--- Provided records Enclosed Below ---

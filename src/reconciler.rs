//! Route reconciliation.
//!
//! [`ContainerRoutes`] holds the applied routes of one container and
//! converges them towards the routes its label asks for. [`Reconciler`]
//! consumes the watcher's events and runs one worker task per container, so
//! containers are handled in parallel while events for the same container
//! are applied strictly in order by a single writer.

use std::collections::HashMap;
use std::sync::Arc;

use log::{debug, error, info, warn};
use tokio::sync::mpsc;
use tokio::task::JoinHandle;

use crate::labels::parse_networks;
use crate::netns::RouteExecutor;
use crate::types::{ContainerEvent, ContainerRecord, GatewayContext, RouteOp, RouteSpec};

#[derive(Debug, Clone, Copy, PartialEq, Eq)]
pub enum ReconcileState {
    /// Seen, no reconciliation pass finished yet.
    Discovered,
    /// Applied routes match the label.
    RoutesApplied,
    /// Some mutation failed; retried on the next event for the container.
    Degraded,
}

/// Applied routing state of one container.
#[derive(Debug, Clone)]
pub struct ContainerRoutes {
    pub record: ContainerRecord,
    /// Routes believed installed in the container namespace.
    pub applied: Vec<RouteSpec>,
    pub state: ReconcileState,
}

impl ContainerRoutes {
    pub fn new(record: ContainerRecord) -> Self {
        Self {
            record,
            applied: Vec::new(),
            state: ReconcileState::Discovered,
        }
    }

    /// Routes the current label asks for, in label order.
    fn desired(&self, ctx: &GatewayContext) -> Vec<RouteSpec> {
        let parsed = parse_networks(self.record.networks_label.as_deref()).routable_via(ctx.gateway);
        for rejected in &parsed.rejected {
            warn!("Container {}: {}", self.record.name, rejected);
        }
        parsed
            .networks
            .into_iter()
            .map(|destination| RouteSpec {
                destination,
                gateway: ctx.gateway,
                container_id: self.record.id.clone(),
            })
            .collect()
    }

    /// One reconciliation pass against `record`.
    ///
    /// Removals run before additions. A failed addition stays out of
    /// `applied`; a failed removal stays in it so the next pass retries it.
    /// Routes applied in a namespace the container no longer uses are
    /// forgotten.
    pub async fn reconcile<E: RouteExecutor + ?Sized>(
        &mut self,
        ctx: &GatewayContext,
        executor: &E,
        record: ContainerRecord,
    ) -> ReconcileState {
        if record.namespace != self.record.namespace {
            info!(
                "Container {} moved to network namespace {}",
                record.name, record.namespace
            );
            self.applied.clear();
            self.state = ReconcileState::Discovered;
        }
        self.record = record;
        let desired = self.desired(ctx);

        let to_remove: Vec<RouteSpec> = self
            .applied
            .iter()
            .filter(|spec| !desired.contains(spec))
            .cloned()
            .collect();
        let to_add: Vec<RouteSpec> = desired
            .iter()
            .filter(|spec| !self.applied.contains(spec))
            .cloned()
            .collect();

        if to_remove.is_empty() && to_add.is_empty() {
            debug!("Routes of container {} are up to date", self.record.name);
            self.state = ReconcileState::RoutesApplied;
            return self.state;
        }

        info!("Setting routing for container {}", self.record.name);
        let mut failed = false;
        for spec in to_remove {
            if self.mutate(executor, RouteOp::Delete, &spec).await {
                self.applied.retain(|applied| applied != &spec);
            } else {
                failed = true;
            }
        }
        for spec in to_add {
            if self.mutate(executor, RouteOp::Add, &spec).await {
                self.applied.push(spec);
            } else {
                failed = true;
            }
        }

        self.state = if failed {
            ReconcileState::Degraded
        } else {
            ReconcileState::RoutesApplied
        };
        self.state
    }

    async fn mutate<E: RouteExecutor + ?Sized>(
        &self,
        executor: &E,
        op: RouteOp,
        spec: &RouteSpec,
    ) -> bool {
        match executor.apply(&self.record.namespace, op, spec).await {
            Ok(()) => {
                info!(
                    "Route {}: container={} cidr={} gateway={}",
                    op, self.record.name, spec.destination, spec.gateway
                );
                true
            }
            Err(e) if e.is_gone() => {
                warn!(
                    "Route {} skipped: container {} has exited ({})",
                    op, self.record.name, e
                );
                false
            }
            Err(e) => {
                warn!(
                    "Route {} failed: container={} cidr={} gateway={}: {}",
                    op, self.record.name, spec.destination, spec.gateway, e
                );
                false
            }
        }
    }
}

struct Worker {
    tx: mpsc::Sender<ContainerEvent>,
    handle: JoinHandle<Option<ContainerRoutes>>,
}

/// Dispatches container events to per-container workers.
pub struct Reconciler<E: RouteExecutor + 'static> {
    ctx: Arc<GatewayContext>,
    executor: Arc<E>,
    /// Capacity of each worker queue. A full queue holds up dispatch.
    queue_capacity: usize,
    workers: HashMap<String, Worker>,
    /// Workers told to stop but possibly still finishing a pass.
    retired: HashMap<String, JoinHandle<Option<ContainerRoutes>>>,
}

impl<E: RouteExecutor + 'static> Reconciler<E> {
    pub fn new(ctx: Arc<GatewayContext>, executor: Arc<E>, queue_capacity: usize) -> Self {
        Self {
            ctx,
            executor,
            queue_capacity: queue_capacity.max(1),
            workers: HashMap::new(),
            retired: HashMap::new(),
        }
    }

    /// Consume events until the channel closes, then wait for every worker
    /// to finish. Returns the applied state of containers still tracked.
    pub async fn run(
        mut self,
        mut rx: mpsc::Receiver<ContainerEvent>,
    ) -> HashMap<String, ContainerRoutes> {
        while let Some(event) = rx.recv().await {
            self.dispatch(event).await;
        }
        info!(
            "Event stream closed, waiting for {} container workers",
            self.workers.len() + self.retired.len()
        );
        self.drain().await
    }

    async fn dispatch(&mut self, event: ContainerEvent) {
        self.retired.retain(|_, handle| !handle.is_finished());
        let id = event.container_id().to_string();

        if let ContainerEvent::Removed { .. } = event {
            match self.workers.remove(&id) {
                Some(worker) => {
                    let _ = worker.tx.send(event).await;
                    self.retired.insert(id, worker.handle);
                }
                None => debug!("Ignoring removal of untracked container {}", id),
            }
            return;
        }

        let worker = match self.workers.remove(&id) {
            Some(worker) => worker,
            None => self.spawn_worker(&id),
        };
        match worker.tx.send(event).await {
            Ok(()) => {
                self.workers.insert(id, worker);
            }
            Err(_) => error!("Worker for container {} is gone", id),
        }
    }

    fn spawn_worker(&mut self, id: &str) -> Worker {
        let (tx, rx) = mpsc::channel(self.queue_capacity);
        let previous = self.retired.remove(id);
        let handle = tokio::spawn(container_worker(
            Arc::clone(&self.ctx),
            Arc::clone(&self.executor),
            rx,
            previous,
        ));
        Worker { tx, handle }
    }

    async fn drain(self) -> HashMap<String, ContainerRoutes> {
        for (id, handle) in self.retired {
            if let Err(e) = handle.await {
                error!("Worker for container {} failed: {}", id, e);
            }
        }

        let mut state = HashMap::new();
        for (id, worker) in self.workers {
            drop(worker.tx);
            match worker.handle.await {
                Ok(Some(routes)) => {
                    state.insert(id, routes);
                }
                Ok(None) => {}
                Err(e) => error!("Worker for container {} failed: {}", id, e),
            }
        }
        state
    }
}

/// Sole owner of one container's applied state for as long as it is tracked.
async fn container_worker<E: RouteExecutor + ?Sized>(
    ctx: Arc<GatewayContext>,
    executor: Arc<E>,
    mut rx: mpsc::Receiver<ContainerEvent>,
    previous: Option<JoinHandle<Option<ContainerRoutes>>>,
) -> Option<ContainerRoutes> {
    // A container id seen again must not overlap with its previous worker.
    if let Some(previous) = previous {
        let _ = previous.await;
    }

    let mut routes: Option<ContainerRoutes> = None;
    while let Some(event) = rx.recv().await {
        match event {
            ContainerEvent::Discovered(record) | ContainerEvent::Updated(record) => {
                let entry = routes.get_or_insert_with(|| ContainerRoutes::new(record.clone()));
                let state = entry.reconcile(&ctx, executor.as_ref(), record).await;
                debug!("Container {} is {:?}", entry.record.name, state);
            }
            ContainerEvent::Removed { id } => {
                match routes.take() {
                    Some(routes) => info!("Container {} exited", routes.record.name),
                    None => info!("Container {} exited", id),
                }
                return None;
            }
        }
    }
    routes
}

--- End of Enclosed Provided records ---

Look through the data above. Each line containing the word "rejected" needs to be copied.

        for rejected in &parsed.rejected {
            warn!("Container {}: {}", self.record.name, rejected);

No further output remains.